## WORK TO BE COMPLETED
Count every line that includes the string "BytesText" in the entries that follow. Nothing besides the number is needed.

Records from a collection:
# # #
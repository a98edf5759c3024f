//! Object → XML fragment.
//!
//! A composite becomes an element named after its type. Scalar and enum
//! fields become `<Field>text</Field>` leaves, where the text of a scalar is
//! its compact JSON encoding and the text of an enum is the member name.
//! Nested composites are written inline under their own type name, without a
//! wrapper named after the field.

use std::io;

use quick_xml::Writer;
use quick_xml::escape::partial_escape;
use quick_xml::events::{BytesEnd, BytesStart, BytesText, Event};
use tracing::trace;
use xmlops_support::{FieldKind, FieldValue, KnownTypes, Reconstruct, Reflect, TypeDescriptor};

use crate::error::Result;

/// Renders `value` as an XML element, registering every composite and enum
/// type it meets in `known`.
pub fn to_xml_fragment(value: &dyn Reflect, known: &mut KnownTypes) -> Result<String> {
    value.type_descriptor().ensure_unique_elements()?;
    let mut writer = Writer::new(Vec::new());
    write_object(&mut writer, value, known)?;
    into_string(writer)
}

/// Renders `items` inside a `<TypeList>` wrapper, in order.
///
/// An empty slice still produces the wrapper.
pub fn to_xml_list_fragment<T: Reconstruct>(items: &[T], known: &mut KnownTypes) -> Result<String> {
    write_list(
        T::descriptor(),
        items.iter().map(|item| item as &dyn Reflect),
        known,
    )
}

/// Like [`to_xml_list_fragment`], skipping `None` entries.
pub fn to_xml_list_fragment_sparse<T: Reconstruct>(
    items: &[Option<T>],
    known: &mut KnownTypes,
) -> Result<String> {
    write_list(
        T::descriptor(),
        items.iter().flatten().map(|item| item as &dyn Reflect),
        known,
    )
}

fn write_list<'a>(
    descriptor: &'static TypeDescriptor,
    items: impl Iterator<Item = &'a dyn Reflect>,
    known: &mut KnownTypes,
) -> Result<String> {
    descriptor.ensure_unique_elements()?;
    known.register_type(descriptor);
    let list_name = descriptor.list_name();

    let mut writer = Writer::new(Vec::new());
    emit(&mut writer, Event::Start(BytesStart::new(list_name.as_str())))?;
    for item in items {
        write_object(&mut writer, item, known)?;
    }
    emit(&mut writer, Event::End(BytesEnd::new(list_name.as_str())))?;
    into_string(writer)
}

fn write_object(
    writer: &mut Writer<Vec<u8>>,
    value: &dyn Reflect,
    known: &mut KnownTypes,
) -> Result<()> {
    let descriptor = value.type_descriptor();
    known.register_type(descriptor);
    trace!(type_name = descriptor.name, "Writing object element");

    emit(writer, Event::Start(BytesStart::new(descriptor.name)))?;
    for (field, field_value) in descriptor.fields.iter().zip(value.field_values()?) {
        match field_value {
            FieldValue::Scalar(text) => write_leaf(writer, field.name, &text)?,
            FieldValue::Enum(member) => {
                if let FieldKind::Enum(enumeration) = field.field_kind() {
                    known.register_enum(enumeration());
                }
                write_leaf(writer, field.name, member)?;
            }
            FieldValue::Composite(nested) => write_object(writer, nested, known)?,
        }
    }
    emit(writer, Event::End(BytesEnd::new(descriptor.name)))
}

fn write_leaf(writer: &mut Writer<Vec<u8>>, name: &str, text: &str) -> Result<()> {
    emit(writer, Event::Start(BytesStart::new(name)))?;
    emit(writer, Event::Text(BytesText::from_escaped(partial_escape(text))))?;
    emit(writer, Event::End(BytesEnd::new(name)))
}

fn emit(writer: &mut Writer<Vec<u8>>, event: Event<'_>) -> Result<()> {
    writer.write_event(event).map_err(io::Error::other)?;
    Ok(())
}

fn into_string(writer: Writer<Vec<u8>>) -> Result<String> {
    String::from_utf8(writer.into_inner()).map_err(|e| io::Error::other(e).into())
}

#[cfg(test)]
mod tests {
    use super::*;
    use crate::error::TranscodeError;
    use xmlops_support::{ReflectError, Reflect as DeriveReflect};

    #[derive(DeriveReflect)]
    struct Address {
        city: String,
    }

    #[derive(DeriveReflect)]
    struct User {
        id: i32,
        name: String,
        address: Address,
    }

    fn ann() -> User {
        User {
            id: 1,
            name: "Ann & Co".to_string(),
            address: Address {
                city: "Oslo".to_string(),
            },
        }
    }

    #[test]
    fn test_nested_composite_is_inlined() -> Result<()> {
        let mut known = KnownTypes::new();
        let xml = to_xml_fragment(&ann(), &mut known)?;
        assert_eq!(
            xml,
            r#"<User><Id>1</Id><Name>"Ann &amp; Co"</Name><Address><City>"Oslo"</City></Address></User>"#
        );
        assert_eq!(known.len(), 2);
        Ok(())
    }

    #[derive(DeriveReflect)]
    struct Move {
        from: Address,
        to: Address,
    }

    #[test]
    fn test_colliding_members_are_rejected() {
        let mut known = KnownTypes::new();
        let value = Move {
            from: Address {
                city: "Oslo".to_string(),
            },
            to: Address {
                city: "Bergen".to_string(),
            },
        };
        assert!(matches!(
            to_xml_fragment(&value, &mut known),
            Err(TranscodeError::Reflect(ReflectError::DuplicateElement {
                type_name: "Move",
                element: "Address"
            }))
        ));
        assert!(to_xml_list_fragment::<Move>(&[], &mut known).is_err());
        assert!(known.is_empty());
    }

    #[test]
    fn test_list_wrapper() -> Result<()> {
        let mut known = KnownTypes::new();
        let xml = to_xml_list_fragment(&[ann(), ann()], &mut known)?;
        assert!(xml.starts_with("<UserList><User><Id>1</Id>"));
        assert!(xml.ends_with("</User></UserList>"));
        assert_eq!(xml.matches("<User>").count(), 2);
        Ok(())
    }

    #[test]
    fn test_empty_list_keeps_wrapper() -> Result<()> {
        let mut known = KnownTypes::new();
        let xml = to_xml_list_fragment::<User>(&[], &mut known)?;
        assert_eq!(xml, "<UserList></UserList>");
        Ok(())
    }

    #[test]
    fn test_sparse_list_skips_absent_items() -> Result<()> {
        let mut known = KnownTypes::new();
        let xml = to_xml_list_fragment_sparse(&[None, Some(ann()), None], &mut known)?;
        assert_eq!(xml.matches("<User>").count(), 1);
        Ok(())
    }
}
# # #
## EXPECTED ANSWER
2